State v. Crumby

CLEMENS, Senior Judge.

A jury found defendant Ralph Crumby guilty of forcibly raping the 26 year old prosecutrix. The court sentenced him to seven years in prison and he appeals.

The state’s evidence: By subterfuge defendant got into the victim’s apartment, grabbed and threw her on a bed, choked and forcibly raped her; her testimony was supported by prompt outcry and a medical examination showing multiple bruises and sperm. Defendant testified the victim submitted willingly.

Here, defendant first claims error in letting the state show his prior inconsistent statement about another sexual act and also error in the state’s opening statement.

Defendant’s first point relied on abstractly contends the court erred in overruling his objection to evidence of a prior act of extra-marital intercourse. The point *439fails to comply with Rule 84.04(d) V.A.M.R., requiring an after trial motion to concisely state wherein and why the court erred.1 On our own motion we consider defendant’s briefed argument.

The basis of that argument arose from defendant’s statements on cross-examination that the charged offense was his first and only act of extra-marital sex. Then on further cross-examination the challenged testimony came in. Without a specific defense objection to the method of impeachment defendant said he had written and signed a statement saying he had previously had voluntary sexual intercourse with a named woman; that he did not remember making the statement but acknowledged it was in his handwriting. He commented: “Some people have little secrets; you don’t tell all of them.”

Under Section 546.260 V.A.M.S. a defendant who elects to testify for himself may be “contradicted and impeached as any other witness”. In State v. McClain, 531 S.W.2d 40[4, 5] (Mo.App.1975), the court ruled a witness can escape impeachment by prior inconsistent statement only if he “makes a clean-cut admission” of the facts related in his statement. Here, the defendant’s comments about the impeaching statement did not meet that test. Compare State v. Elbert, 471 S.W.2d 170[1,2] (Mo.1971).

We deny defendant’s first point and take up his point concerning the state’s opening statement. There, the prosecutor spoke of the victim’s initial phone call reporting the rape to her friend Lois Price. He then spoke of evidence that Lois Price had made a phone call to “Rape Crisis”. The court sustained defendant’s objection and instructed the jury to disregard.

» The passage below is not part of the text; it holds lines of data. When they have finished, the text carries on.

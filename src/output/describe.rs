#![forbid(unsafe_code)]

//! Event description formatting
//!
//! Maps a normalized event to one display line starting with `"- "`.
//! Dispatch is a flat match on the event kind; every payload field a line
//! needs has a documented fallback, so formatting never fails and a feed
//! with odd entries still renders completely.

use crate::event::{EventKind, NormalizedEvent};
use crate::output::color::{paint, Style};

/// Produce the display line for one event (no trailing newline).
pub fn describe_event(ev: &NormalizedEvent, use_color: bool) -> String {
    let repo = paint(&ev.repo_name, Style::Bold, use_color);
    let when = paint(&ev.created_at_display, Style::Dim, use_color);

    match &ev.kind {
        EventKind::Push => {
            let commits = ev.payload_array_len("commits").unwrap_or(0);
            let noun = if commits == 1 { "commit" } else { "commits" };
            let count = paint(&commits.to_string(), Style::Cyan, use_color);
            format!("- Pushed {count} {noun} to {repo} ({when})")
        }
        EventKind::Issues => {
            let action = ev.payload_str("action").unwrap_or("acted on");
            let num = paint(&issue_number(ev, "issue"), Style::Cyan, use_color);
            format!("- {} issue {num} in {repo} ({when})", capitalize(action))
        }
        EventKind::IssueComment => {
            let action = ev.payload_str("action").unwrap_or("commented");
            let num = paint(&issue_number(ev, "issue"), Style::Cyan, use_color);
            format!("- {} on issue {num} in {repo} ({when})", capitalize(action))
        }
        EventKind::PullRequest => {
            let mut action = ev.payload_str("action").unwrap_or("acted on");
            let merged = ev
                .payload_nested_bool("pull_request", "merged")
                .unwrap_or(false);
            // "Merged" only replaces the exact "closed" action; a reopened
            // PR that was once merged keeps its own verb.
            if merged && action == "closed" {
                action = "merged";
            }
            let num = paint(&issue_number(ev, "pull_request"), Style::Cyan, use_color);
            format!(
                "- {} pull request {num} in {repo} ({when})",
                capitalize(action)
            )
        }
        EventKind::PullRequestReview => {
            let action = ev.payload_str("action").unwrap_or("reviewed");
            let num = paint(&issue_number(ev, "pull_request"), Style::Cyan, use_color);
            format!("- {} PR {num} in {repo} ({when})", capitalize(action))
        }
        EventKind::PullRequestReviewComment => {
            let num = paint(&issue_number(ev, "pull_request"), Style::Cyan, use_color);
            format!("- Commented on PR {num} in {repo} ({when})")
        }
        EventKind::Watch => format!("- Starred {repo} ({when})"),
        EventKind::Create => {
            let ref_type = paint(
                ev.payload_str("ref_type").unwrap_or("thing"),
                Style::Green,
                use_color,
            );
            let reference = paint(
                ev.payload_str("ref").unwrap_or(&ev.repo_name),
                Style::Bold,
                use_color,
            );
            format!("- Created {ref_type} {reference} in {repo} ({when})")
        }
        EventKind::Delete => {
            let ref_type = ev.payload_str("ref_type").unwrap_or("thing");
            let reference = ev.payload_str("ref").unwrap_or("");
            let target = paint(
                format!("{ref_type} {reference}").trim(),
                Style::Yellow,
                use_color,
            );
            format!("- Deleted {target} in {repo} ({when})")
        }
        EventKind::Fork => {
            let forkee = paint(
                ev.payload_nested_str("forkee", "full_name")
                    .unwrap_or("a fork"),
                Style::Bold,
                use_color,
            );
            format!("- Forked {repo} to {forkee} ({when})")
        }
        EventKind::Release => {
            let action = ev.payload_str("action").unwrap_or("published");
            let tag = paint(
                ev.payload_nested_str("release", "tag_name")
                    .unwrap_or("a release"),
                Style::Cyan,
                use_color,
            );
            format!("- {} {tag} in {repo} ({when})", capitalize(action))
        }
        EventKind::Public => format!("- Open-sourced {repo} ({when})"),
        EventKind::Member => {
            let action = ev.payload_str("action").unwrap_or("changed");
            let member = paint(
                ev.payload_nested_str("member", "login")
                    .unwrap_or("a member"),
                Style::Cyan,
                use_color,
            );
            format!(
                "- {} collaborator {member} in {repo} ({when})",
                capitalize(action)
            )
        }
        EventKind::Gollum => format!("- Updated wiki in {repo} ({when})"),
        EventKind::CommitComment => format!("- Commented on a commit in {repo} ({when})"),
        EventKind::Other(tag) => format!("- {tag} in {repo} ({when})"),
    }
}

/// `#{number}` from a nested payload object, or `#?` when unavailable.
fn issue_number(ev: &NormalizedEvent, outer: &str) -> String {
    match ev.payload_nested_i64(outer, "number") {
        Some(n) => format!("#{n}"),
        None => "#?".to_string(),
    }
}

/// Uppercase the first character, leaving the rest unchanged.
fn capitalize(s: &str) -> String {
    let mut chars = s.chars();
    match chars.next() {
        Some(first) => first.to_uppercase().collect::<String>() + chars.as_str(),
        None => String::new(),
    }
}
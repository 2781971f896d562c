#![forbid(unsafe_code)]

//! Driver: argument handling, the one network call, and exit-code mapping.
//!
//! Exit codes: 0 success (including an empty feed), 1 API error, 2 network
//! error, 3 unparsable response body, 64 usage error.

use std::env;
use std::io::{self, IsTerminal};
use std::process;
use std::time::Duration;

use clap::error::ErrorKind;
use clap::Parser;
use serde_json::Value;

use gh_activity::api::GithubClient;
use gh_activity::cli::Cli;
use gh_activity::error::{Error, EXIT_USAGE};
use gh_activity::event::NormalizedEvent;
use gh_activity::output::{describe_event, paint, Style};

fn main() {
    let cli = match Cli::try_parse() {
        Ok(cli) => cli,
        Err(err) => {
            // --help and --version arrive as clap "errors" but are not usage
            // errors.
            let code = match err.kind() {
                ErrorKind::DisplayHelp | ErrorKind::DisplayVersion => 0,
                _ => EXIT_USAGE,
            };
            let _ = err.print();
            process::exit(code);
        }
    };
    process::exit(run(&cli));
}

fn run(cli: &Cli) -> i32 {
    let use_color =
        io::stdout().is_terminal() && !cli.no_color && env::var_os("NO_COLOR").is_none();

    match fetch_and_print(cli, use_color) {
        Ok(()) => 0,
        Err(err) => {
            report(&err, use_color);
            err.exit_code()
        }
    }
}

fn fetch_and_print(cli: &Cli, use_color: bool) -> Result<(), Error> {
    let token = resolve_token(cli.token.as_deref());
    let client = GithubClient::new(Duration::from_secs(cli.timeout), token.as_deref())?;
    let body = client.fetch_events(&cli.username)?;

    let feed: Value = serde_json::from_str(&body)?;
    let Some(events) = feed.as_array().filter(|a| !a.is_empty()) else {
        println!("No recent public activity found.");
        return Ok(());
    };

    for raw in events.iter().take(cli.limit) {
        let event = NormalizedEvent::from_value(raw);
        println!("{}", describe_event(&event, use_color));
    }

    Ok(())
}

/// The `--token` flag wins over `GITHUB_TOKEN`; blank values count as unset.
fn resolve_token(flag: Option<&str>) -> Option<String> {
    flag.map(str::to_string)
        .or_else(|| env::var("GITHUB_TOKEN").ok())
        .filter(|t| !t.trim().is_empty())
}

fn report(err: &Error, use_color: bool) {
    eprintln!("{}{err}", paint("Error: ", Style::Red, use_color));
    if let Error::Api { status, .. } = err {
        match status {
            404 => eprintln!("Tip: check if the username is correct."),
            401 => eprintln!("Tip: If using a token, ensure it is valid."),
            403 => eprintln!(
                "Tip: Provide a token via --token or GITHUB_TOKEN to raise rate limits."
            ),
            _ => {}
        }
    }
}
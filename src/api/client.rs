//! Blocking GitHub REST client
//!
//! One GET against the public events endpoint per run. Headers follow the
//! GitHub REST conventions; the bearer token and API-version header are only
//! sent when a token was supplied.

use std::time::Duration;

use reqwest::blocking;
use reqwest::header::{HeaderMap, HeaderValue, ACCEPT, AUTHORIZATION, USER_AGENT};
use serde_json::Value;

use crate::error::Error;

const API_BASE: &str = "https://api.github.com";
const API_VERSION: &str = "2022-11-28";
const AGENT: &str = concat!("gh-activity/", env!("CARGO_PKG_VERSION"), " (+https://github.com/)");

/// Client for the public events endpoint.
pub struct GithubClient {
    http: blocking::Client,
    headers: HeaderMap,
    base_url: String,
}

impl GithubClient {
    /// Build a client with the given request timeout and optional token.
    pub fn new(timeout: Duration, token: Option<&str>) -> Result<GithubClient, Error> {
        let mut headers = HeaderMap::new();
        headers.insert(ACCEPT, HeaderValue::from_static("application/vnd.github+json"));
        headers.insert(USER_AGENT, HeaderValue::from_static(AGENT));
        if let Some(token) = token {
            // Tokens with non-header characters are dropped rather than
            // rejected; the request then proceeds unauthenticated.
            if let Ok(mut auth) = HeaderValue::from_str(&format!("Bearer {token}")) {
                auth.set_sensitive(true);
                headers.insert(AUTHORIZATION, auth);
                headers.insert("X-GitHub-Api-Version", HeaderValue::from_static(API_VERSION));
            }
        }

        let http = blocking::Client::builder().timeout(timeout).build()?;

        Ok(GithubClient {
            http,
            headers,
            base_url: API_BASE.to_string(),
        })
    }

    /// Fetch one page of a user's public events and return the raw body.
    ///
    /// A status >= 400 becomes [`Error::Api`] carrying the API's `message`
    /// field when the body had one; transport failures become
    /// [`Error::Network`].
    pub fn fetch_events(&self, username: &str) -> Result<String, Error> {
        let url = format!("{}/users/{}/events", self.base_url, username);
        let response = self
            .http
            .get(&url)
            .headers(self.headers.clone())
            .query(&[("per_page", "100")])
            .send()?;

        let status = response.status();
        let body = response.text()?;

        if status.as_u16() >= 400 {
            return Err(Error::Api {
                status: status.as_u16(),
                message: api_message(&body),
            });
        }

        Ok(body)
    }
}

/// Best-effort extraction of the `message` field from an API error body.
fn api_message(body: &str) -> Option<String> {
    let parsed: Value = serde_json::from_str(body).ok()?;
    parsed.get("message")?.as_str().map(str::to_string)
}

#[cfg(test)]
mod tests {
    use super::*;

    #[test]
    fn test_api_message_extracted() {
        assert_eq!(
            api_message(r#"{"message": "Not Found", "status": "404"}"#),
            Some("Not Found".to_string())
        );
    }

    #[test]
    fn test_api_message_absent() {
        assert_eq!(api_message(r#"{"detail": "nope"}"#), None);
    }

    #[test]
    fn test_api_message_unparsable_body() {
        assert_eq!(api_message("<html>rate limited</html>"), None);
    }

    #[test]
    fn test_api_message_non_string() {
        assert_eq!(api_message(r#"{"message": 42}"#), None);
    }

    #[test]
    fn test_client_builds_with_and_without_token() {
        let anonymous = GithubClient::new(Duration::from_secs(5), None).unwrap();
        assert!(!anonymous.headers.contains_key(AUTHORIZATION));

        let authed = GithubClient::new(Duration::from_secs(5), Some("ghp_abc")).unwrap();
        assert!(authed.headers.contains_key(AUTHORIZATION));
        assert!(authed.headers.contains_key("X-GitHub-Api-Version"));
    }
}
//! Command-line argument definitions
//!
//! Usage errors (missing username, unknown flags, unparsable numbers) are
//! reported by clap; the driver maps them to exit code 64 (EX_USAGE).

use clap::Parser;

/// Show a GitHub user's recent public activity
#[derive(Debug, Parser)]
#[command(name = "gh-activity", version, about)]
pub struct Cli {
    /// GitHub username whose public activity to fetch
    pub username: String,

    /// Maximum number of events to print (clamped to 1..=100)
    #[arg(long, default_value_t = 20, value_parser = parse_limit, allow_negative_numbers = true)]
    pub limit: usize,

    /// Bearer token for the GitHub API (falls back to GITHUB_TOKEN)
    #[arg(long)]
    pub token: Option<String>,

    /// Request timeout in seconds
    #[arg(long, default_value_t = 15)]
    pub timeout: u64,

    /// Disable ANSI colors in output
    #[arg(long)]
    pub no_color: bool,
}

/// Parse `--limit`, clamping out-of-range values instead of rejecting them
fn parse_limit(raw: &str) -> Result<usize, String> {
    let n: i64 = raw
        .parse()
        .map_err(|_| format!("invalid limit '{raw}': expected an integer"))?;
    Ok(n.clamp(1, 100) as usize)
}
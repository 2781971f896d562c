//! GitHub REST API access

pub mod client;

pub use client::GithubClient;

At the bench the court denied defense counsel’s motion for a mistrial, and the prosecutor made the cryptic remark: “... that’s right folks... ”. The trial court apparently thought the jury might have heard the remark; it cautioned the prosecutor under threat of contempt not to make “another flippant remark”. The court denied the defense motion for a mistrial, and adhered to that ruling in denying defendant’s after-trial motion. As said, defendant contends that denial was reversible error.

We deny defendant’s challenge to the trial court’s denial of a mistrial. As ruled in State v. Treadway, 558 S.W.2d 646[7] (Mo. banc 1977), 439 U.S. 839, 99 S.Ct. 124, 58 L.Ed.2d 135: “Questions of the propriety of oral argument are addressed to the discretion of the trial court, and an appellate court will not interfere absent abuse of that discretion and prejudice to the appellant.” Far better than we are by reading the cold record, the trial court was able to interpret the effect of the objectionable remark and take appropriate action. We decline to second guess the trial court.

Judgment affirmed.

CRIST, P. J., and REINHARD and SNYDER, JJ., concur.

. The point relied on: “The court erred in over- ■ ruling defendant’s objection to questions posed by the prosecutor regarding the details of a prior incident of sexual intercourse by the defendant with a woman other than his wife.”